With the 2020 election well underway and less than two weeks until the votes are counted, this reminder for reporters is simple but essential: Some Americans are plugging in to this election for the first time.
Every day, people are seeking out basic information about the campaigns, the policies, the arguments, and the vote-casting process.
Those of us in the press need to start our stories at the beginning, not the middle, and direct readers to the foundational information they need.
Joy Mayer, the director of Trusting News, pointed this out in a tweet on Tuesday. “Journalists, please remember that parts of your community are just now really tuning in to election coverage,” she wrote.
“Act accordingly. I know you’ve been obsessed for months. Not everyone has been.”
There are great examples of this already: CNN’s Election 101 website and podcast; NBC’s “Plan Your Vote” guide; the Washington Post’s “how to vote in your state” feature.
The filmmakers at “Frontline” are out with the latest edition of their election season series “The Choice,” with what they call “investigative biographies” of President Trump and Joe Biden.
And “60 Minutes” is working on in-depth interviews of both men that will be broadcast this Sunday. (Trump is already criticizing the correspondent who interviewed him.)
Voter guides, explainers and backgrounders are vital. Stories need to emphasize why this election season is unique and why it could take longer to know the results, due to the rise in mail-in ballots.
Pew Research Center’s latest survey of American adults finds that “interest in the 2020 election has increased over the last month.”
Notably, “for the first time since the coronavirus outbreak began in earnest,” people are now following the election as closely as the pandemic.

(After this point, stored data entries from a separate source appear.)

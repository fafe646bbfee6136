//! Simulation parameters for runtime tuning

use crate::error::{SimulationError, SimulationResult};
use field_physics::{
    InteractionLaw, DAMPING, EPSILON, G_ORBITAL, GRAVITY_Y, K_FIELD, MAX_FORCE, TRAIL_LENGTH,
};
use glam::DVec2;

/// Longest trail a caller may request
pub const MAX_TRAIL_LENGTH: usize = 10_000;

#[derive(Debug, Clone, PartialEq)]
pub struct SimulationConfig {
    // Force law
    pub law: InteractionLaw,
    pub law_constant: f64,
    /// Uniform acceleration applied to every mobile body (e.g. downward gravity)
    pub global_acceleration: DVec2,

    // Numerical guards
    /// Pairs closer than this are skipped
    pub epsilon: f64,
    /// Cap on a single pairwise force
    pub max_force: f64,

    // Integration
    /// Velocity multiplier per step, 1.0 = no drag
    pub damping: f64,
    /// Keep mobile bodies at least `r_a + r_b` from other bodies
    pub clamp_contacts: bool,

    // Overlay
    /// Positions kept per body, 0 disables trails
    pub trail_length: usize,
}

impl Default for SimulationConfig {
    fn default() -> Self {
        Self {
            law: InteractionLaw::InverseSquare,
            law_constant: K_FIELD,
            global_acceleration: DVec2::ZERO,
            epsilon: EPSILON,
            max_force: MAX_FORCE,
            damping: DAMPING,
            clamp_contacts: true,
            trail_length: 0,
        }
    }
}

impl SimulationConfig {
    /// Static charges, field overlay only
    pub fn electric() -> Self {
        Self::default()
    }

    /// Mobile polarities with light air drag
    pub fn magnetic() -> Self {
        Self {
            law_constant: 500.0,
            damping: 0.99,
            ..Self::default()
        }
    }

    /// Central mass with orbiting bodies, trails on
    pub fn orbital() -> Self {
        Self {
            law: InteractionLaw::Attractive,
            law_constant: G_ORBITAL,
            trail_length: TRAIL_LENGTH,
            ..Self::default()
        }
    }

    /// No pairwise force, falling bodies
    pub fn kinematic() -> Self {
        Self {
            law: InteractionLaw::None,
            global_acceleration: DVec2::new(0.0, GRAVITY_Y),
            ..Self::default()
        }
    }

    pub fn with_law(mut self, law: InteractionLaw) -> Self {
        self.law = law;
        self
    }

    pub fn with_law_constant(mut self, k: f64) -> Self {
        self.law_constant = k;
        self
    }

    pub fn with_global_acceleration(mut self, acceleration: DVec2) -> Self {
        self.global_acceleration = acceleration;
        self
    }

    pub fn with_epsilon(mut self, epsilon: f64) -> Self {
        self.epsilon = epsilon;
        self
    }

    pub fn with_max_force(mut self, max_force: f64) -> Self {
        self.max_force = max_force;
        self
    }

    pub fn with_damping(mut self, damping: f64) -> Self {
        self.damping = damping;
        self
    }

    pub fn with_clamp_contacts(mut self, clamp: bool) -> Self {
        self.clamp_contacts = clamp;
        self
    }

    pub fn with_trail_length(mut self, length: usize) -> Self {
        self.trail_length = length;
        self
    }

    /// Check every field with the same rules as [`Parameter::validate`]
    pub fn validate(&self) -> SimulationResult<()> {
        for p in self.parameters() {
            p.validate()?;
        }
        Ok(())
    }

    /// Current values as parameters
    pub fn parameters(&self) -> [Parameter; 8] {
        [
            Parameter::Law(self.law),
            Parameter::LawConstant(self.law_constant),
            Parameter::GlobalAcceleration(self.global_acceleration),
            Parameter::Epsilon(self.epsilon),
            Parameter::MaxForce(self.max_force),
            Parameter::Damping(self.damping),
            Parameter::ClampContacts(self.clamp_contacts),
            Parameter::TrailLength(self.trail_length),
        ]
    }

    /// Validate then apply; on error the config is unchanged
    pub fn apply(&mut self, parameter: Parameter) -> SimulationResult<()> {
        parameter.validate()?;
        match parameter {
            Parameter::Law(law) => self.law = law,
            Parameter::LawConstant(k) => self.law_constant = k,
            Parameter::GlobalAcceleration(a) => self.global_acceleration = a,
            Parameter::Epsilon(e) => self.epsilon = e,
            Parameter::MaxForce(f) => self.max_force = f,
            Parameter::Damping(d) => self.damping = d,
            Parameter::ClampContacts(c) => self.clamp_contacts = c,
            Parameter::TrailLength(n) => self.trail_length = n,
        }
        Ok(())
    }
}

/// A single runtime-editable setting
#[derive(Debug, Clone, Copy, PartialEq)]
pub enum Parameter {
    Law(InteractionLaw),
    /// Field strength / gravitational constant. Negative flips attract and repel.
    LawConstant(f64),
    GlobalAcceleration(DVec2),
    Epsilon(f64),
    MaxForce(f64),
    Damping(f64),
    ClampContacts(bool),
    TrailLength(usize),
}

impl Parameter {
    pub fn name(&self) -> &'static str {
        match self {
            Parameter::Law(_) => "law",
            Parameter::LawConstant(_) => "law_constant",
            Parameter::GlobalAcceleration(_) => "global_acceleration",
            Parameter::Epsilon(_) => "epsilon",
            Parameter::MaxForce(_) => "max_force",
            Parameter::Damping(_) => "damping",
            Parameter::ClampContacts(_) => "clamp_contacts",
            Parameter::TrailLength(_) => "trail_length",
        }
    }

    pub fn validate(&self) -> SimulationResult<()> {
        let name = self.name();
        match *self {
            Parameter::Law(_) | Parameter::ClampContacts(_) => Ok(()),
            Parameter::LawConstant(k) => finite(name, k),
            Parameter::GlobalAcceleration(a) => {
                finite(name, a.x)?;
                finite(name, a.y)
            }
            Parameter::Epsilon(v) | Parameter::MaxForce(v) => {
                finite(name, v)?;
                if v <= 0.0 {
                    return Err(SimulationError::invalid(name, v, "must be positive"));
                }
                Ok(())
            }
            Parameter::Damping(d) => {
                finite(name, d)?;
                if !(0.0..=1.0).contains(&d) {
                    return Err(SimulationError::invalid(name, d, "must be within [0, 1]"));
                }
                Ok(())
            }
            Parameter::TrailLength(n) => {
                if n > MAX_TRAIL_LENGTH {
                    return Err(SimulationError::invalid(
                        name,
                        n as f64,
                        "exceeds maximum trail length",
                    ));
                }
                Ok(())
            }
        }
    }

    /// Map a slider name and value to a parameter
    ///
    /// `gravity_x`/`gravity_y` edit one component of the global acceleration
    /// and keep the other from `current`. `law` takes 0 (inverse-square),
    /// 1 (attractive) or 2 (none).
    pub fn from_name(name: &str, value: f64, current: &SimulationConfig) -> SimulationResult<Self> {
        let parameter = match name {
            "law" => {
                let law = match value {
                    v if v == 0.0 => InteractionLaw::InverseSquare,
                    v if v == 1.0 => InteractionLaw::Attractive,
                    v if v == 2.0 => InteractionLaw::None,
                    v => return Err(SimulationError::invalid("law", v, "expected 0, 1 or 2")),
                };
                Parameter::Law(law)
            }
            "law_constant" | "field_strength" | "gravity_constant" => Parameter::LawConstant(value),
            "gravity_x" => Parameter::GlobalAcceleration(DVec2::new(
                value,
                current.global_acceleration.y,
            )),
            "gravity_y" => Parameter::GlobalAcceleration(DVec2::new(
                current.global_acceleration.x,
                value,
            )),
            "epsilon" => Parameter::Epsilon(value),
            "max_force" => Parameter::MaxForce(value),
            "damping" => Parameter::Damping(value),
            "clamp_contacts" => {
                finite("clamp_contacts", value)?;
                Parameter::ClampContacts(value != 0.0)
            }
            "trail_length" => {
                finite("trail_length", value)?;
                if value < 0.0 {
                    return Err(SimulationError::invalid(
                        "trail_length",
                        value,
                        "must not be negative",
                    ));
                }
                if value > MAX_TRAIL_LENGTH as f64 {
                    return Err(SimulationError::invalid(
                        "trail_length",
                        value,
                        "exceeds maximum trail length",
                    ));
                }
                Parameter::TrailLength(value.floor() as usize)
            }
            other => return Err(SimulationError::UnknownParameter(other.to_string())),
        };
        parameter.validate()?;
        Ok(parameter)
    }
}

fn finite(name: &'static str, value: f64) -> SimulationResult<()> {
    if value.is_finite() {
        Ok(())
    } else {
        Err(SimulationError::invalid(name, value, "must be finite"))
    }
}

Also: “Interest in election news is high among both Trump and Biden supporters. About half of registered voters who support Trump (49%) and Biden (53%) say they are following election news very closely.” Some other key findings:
— “Americans plan to follow election returns closely and most are confident their news sources will make the right call.”
— “Overall, about four-in-ten Americans say they have stopped talking to someone because of something they said,” and Joe Biden supporters “are more likely to do this.”
— “Most Americans say the news sources they turn to most have covered the election well.”
“The real divide in America is between political junkies and everyone else.”
That’s the headline on this New York Times op-ed by Stony Brook University professors Yanna Krupnikov and John Barry Ryan. And I am grateful for the reminder they have provided.
“The gap between those who follow politics closely and those who don’t” is critical to understand.
“For partisans,” they write, “politics is a morality play, a struggle of good versus evil. But most Americans just see two angry groups of people bickering over issues that may not always seem pressing or important.”
More casual consumers need on-ramps to the news that aren’t littered by the debris from hopeless and horrible arguments amongst the junkies.
In the words of Vox founder and editor-at-large Ezra Klein, insiders “pay too much attention to the elite left-right divide in politics and way too little attention to the interested-uninterested divide. A politics by, and for, the politically obsessed emphasizes very different issues than the broader public wants.”